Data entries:

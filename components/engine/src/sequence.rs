//! The sequence engine: runs one height to commit. It loops rounds,
//! spawning for each a structured scope with the round engine, the round
//! timer and the future-round watchers; whichever signals first decides how
//! the sequence proceeds. The block insertion at FIN happens exactly once,
//! on the sequence's critical path, before `run_sequence` returns.
use anyhow::Context as _;
use ibft_messages::{Message, MsgType, SubscriptionDetails, View};
use zksync_concurrency::{ctx, error::Wrap as _, scope, time};

use crate::{metrics, IBFT};

/// Events that settle a round, sent to the sequence engine over the round
/// event channel. The first event wins; the round scope is torn down before
/// the event is handled.
#[derive(Debug)]
pub(crate) enum RoundEvent {
    /// The round engine collected the commit quorum.
    RoundDone,
    /// The round timer expired without progress.
    TimerExpired,
    /// Enough ROUND-CHANGE messages for a later round arrived to prove at
    /// least one honest node moved on (the f + 1 fast-forward rule).
    FastForward {
        /// The later round.
        round: u64,
    },
    /// A quorum of ROUND-CHANGE messages materialized for a later round.
    RoundCertificate {
        /// The justified round.
        round: u64,
    },
    /// A valid proposal for a later round arrived.
    FutureProposal {
        /// The proposal's round.
        round: u64,
        /// The validated PRE-PREPARE.
        message: Box<Message>,
    },
}

/// Background tasks of a round scope are canceled when the round settles;
/// that is their normal exit, not an error.
fn squash_canceled(res: ctx::Result<()>) -> ctx::Result<()> {
    match res {
        Err(ctx::Error::Canceled(_)) => Ok(()),
        other => other,
    }
}

impl IBFT {
    /// Runs the consensus sequence for the given height, blocking until the
    /// block is committed and inserted or the context is canceled. On
    /// cancellation nothing is inserted and `ctx::Canceled` is returned.
    pub async fn run_sequence(&self, ctx: &ctx::Ctx, height: u64) -> ctx::Result<()> {
        self.state.reset(height);
        self.messages.prune_by_height(height);
        tracing::info!(height, "starting sequence");
        let sequence_start = ctx.now();

        loop {
            let view = self.state.view();
            metrics::METRICS.round_number.set(view.round);
            tracing::debug!(height, round = view.round, phase = %self.state.phase(), "starting round");
            let round_start = ctx.now();

            let event = self.run_round_with_watchers(ctx, view).await?;
            metrics::METRICS
                .round_latency
                .observe(metrics::to_std_duration(ctx.now() - round_start));

            match event {
                RoundEvent::RoundDone => {
                    let proposal = self
                        .state
                        .proposal()
                        .context("commit quorum without an accepted proposal")?;
                    let seals = self.state.committed_seals();
                    self.backend()
                        .insert_block(ctx, &proposal, seals)
                        .await
                        .wrap("insert_block()")?;
                    self.state.finalize();
                    self.messages.prune_by_height(height + 1);
                    metrics::METRICS.finalized_height.set(height);
                    metrics::METRICS
                        .sequence_latency
                        .observe(metrics::to_std_duration(ctx.now() - sequence_start));
                    tracing::info!(height, round = view.round, "sequence finished");
                    return Ok(());
                }
                RoundEvent::TimerExpired => {
                    tracing::debug!(height, round = view.round, "round timer expired");
                    let next = view.next_round();
                    self.multicast_round_change(next);
                    self.move_to_round(next);
                }
                RoundEvent::FastForward { round } => {
                    tracing::debug!(height, round, "fast-forwarding to a later round");
                    let target = View { height, round };
                    self.multicast_round_change(target);
                    self.move_to_round(target);
                }
                RoundEvent::RoundCertificate { round } => {
                    tracing::debug!(height, round, "round change certificate for a later round");
                    self.move_to_round(View { height, round });
                }
                RoundEvent::FutureProposal { round, message } => {
                    tracing::debug!(height, round, "jumping to a later round with its proposal");
                    let target = View { height, round };
                    self.move_to_round(target);
                    let hash = message
                        .pre_prepare()
                        .context("future proposal is not a PRE-PREPARE")?
                        .proposal_hash
                        .clone();
                    self.state.accept_proposal(*message);
                    self.state.set_round_started(true);
                    self.config
                        .transport
                        .multicast(self.backend().build_prepare(hash, target));
                }
            }
        }
    }

    /// One round: spawns the round engine, the timer and the watchers in a
    /// scope and waits for the first settling event. All tasks are canceled
    /// and joined before this returns.
    pub(crate) async fn run_round_with_watchers(
        &self,
        ctx: &ctx::Ctx,
        view: View,
    ) -> ctx::Result<RoundEvent> {
        let timeout = self.round_timeout(view.round);
        let (send, mut recv) = ctx::channel::unbounded();
        scope::run!(ctx, |ctx, s| async {
            s.spawn_bg(async { squash_canceled(self.run_round(ctx, &send).await) });
            s.spawn_bg(async { squash_canceled(self.round_timer(ctx, timeout, &send).await) });
            s.spawn_bg(async {
                squash_canceled(self.watch_for_future_proposal(ctx, view, &send).await)
            });
            s.spawn_bg(async {
                squash_canceled(self.watch_for_round_certificate(ctx, view, &send).await)
            });
            s.spawn_bg(async { squash_canceled(self.watch_for_fast_forward(ctx, view, &send).await) });

            let event = recv.recv(ctx).await?;
            Ok(event)
        })
        .await
    }

    /// The round timer. Expiry is the sole driver of forward progress when
    /// proposers fail.
    async fn round_timer(
        &self,
        ctx: &ctx::Ctx,
        timeout: time::Duration,
        events: &ctx::channel::UnboundedSender<RoundEvent>,
    ) -> ctx::Result<()> {
        ctx.sleep(timeout).await?;
        events.send(RoundEvent::TimerExpired);
        Ok(())
    }

    /// Watches for a valid PRE-PREPARE at any round above the current one.
    /// Such a proposal is self-justifying (its round change certificate is
    /// validated), so the sequence can jump straight into its round.
    pub(crate) async fn watch_for_future_proposal(
        &self,
        ctx: &ctx::Ctx,
        view: View,
        events: &ctx::channel::UnboundedSender<RoundEvent>,
    ) -> ctx::Result<()> {
        let mut sub = self.messages.subscribe(SubscriptionDetails {
            view: view.next_round(),
            kind: MsgType::PrePrepare,
            min_count: 1,
            any_round_geq: true,
        });
        let res = loop {
            match sub.notify.recv(ctx).await {
                Ok(round) => {
                    let target = View {
                        height: view.height,
                        round,
                    };
                    let proposals =
                        self.messages
                            .get_valid(target, MsgType::PrePrepare, |m| {
                                match self.validate_proposal(m, target) {
                                    Ok(()) => true,
                                    Err(err) => {
                                        tracing::debug!(
                                            from = ?m.from,
                                            round,
                                            "rejecting future proposal: {err}",
                                        );
                                        false
                                    }
                                }
                            });
                    if let Some(message) = proposals.into_iter().next() {
                        events.send(RoundEvent::FutureProposal {
                            round,
                            message: Box::new(message),
                        });
                        break Ok(());
                    }
                }
                Err(canceled) => break Err(canceled.into()),
            }
        };
        self.messages.unsubscribe(sub.id);
        res
    }

    /// Watches for a quorum of ROUND-CHANGE messages at any round above the
    /// current one, which justifies entering that round directly.
    pub(crate) async fn watch_for_round_certificate(
        &self,
        ctx: &ctx::Ctx,
        view: View,
        events: &ctx::channel::UnboundedSender<RoundEvent>,
    ) -> ctx::Result<()> {
        let quorum = self.backend().quorum(view.height);
        self.watch_round_changes(ctx, view, quorum, |round| RoundEvent::RoundCertificate {
            round,
        }, events)
        .await
    }

    /// Watches for f + 1 ROUND-CHANGE messages at any round above the
    /// current one. That many senders cannot all be faulty, so at least one
    /// honest node is already in a later round and this node should follow.
    pub(crate) async fn watch_for_fast_forward(
        &self,
        ctx: &ctx::Ctx,
        view: View,
        events: &ctx::channel::UnboundedSender<RoundEvent>,
    ) -> ctx::Result<()> {
        let threshold = self.backend().max_faulty(view.height) + 1;
        self.watch_round_changes(ctx, view, threshold, |round| RoundEvent::FastForward {
            round,
        }, events)
        .await
    }

    /// Shared loop of the two round change watchers: wake on `threshold`
    /// buffered ROUND-CHANGE messages at a round above `view.round`,
    /// re-check them and emit the event for the satisfied round.
    async fn watch_round_changes(
        &self,
        ctx: &ctx::Ctx,
        view: View,
        threshold: usize,
        event: impl Fn(u64) -> RoundEvent,
        events: &ctx::channel::UnboundedSender<RoundEvent>,
    ) -> ctx::Result<()> {
        let mut sub = self.messages.subscribe(SubscriptionDetails {
            view: view.next_round(),
            kind: MsgType::RoundChange,
            min_count: threshold,
            any_round_geq: true,
        });
        let res = loop {
            match sub.notify.recv(ctx).await {
                Ok(round) => {
                    let target = View {
                        height: view.height,
                        round,
                    };
                    let round_changes = self.messages.get_valid(target, MsgType::RoundChange, |m| {
                        self.is_valid_round_change(m, target)
                    });
                    if round_changes.len() >= threshold {
                        events.send(event(round));
                        break Ok(());
                    }
                }
                Err(canceled) => break Err(canceled.into()),
            }
        };
        self.messages.unsubscribe(sub.id);
        res
    }

    /// Multicasts this node's ROUND-CHANGE for the given view, carrying the
    /// last prepared block and certificate if the node prepared anything
    /// within the height.
    fn multicast_round_change(&self, view: View) {
        let (block, certificate) = self.state.last_prepared();
        self.config
            .transport
            .multicast(self.backend().build_round_change(block, certificate, view));
    }

    /// Moves the state to a new round of the current height and drops the
    /// now-stale message buckets below it.
    fn move_to_round(&self, view: View) {
        self.state.set_view(view);
        self.messages.prune_by_round(view);
    }
}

ACTIVITY
Each line in the data where the string "scope" occurs should be identified and copied.

FINISHED EXERCISE
//! spawning for each a structured scope with the round engine, the round
use zksync_concurrency::{ctx, error::Wrap as _, scope, time};
/// event channel. The first event wins; the round scope is torn down before
/// Background tasks of a round scope are canceled when the round settles;
    /// scope and waits for the first settling event. All tasks are canceled
        scope::run!(ctx, |ctx, s| async {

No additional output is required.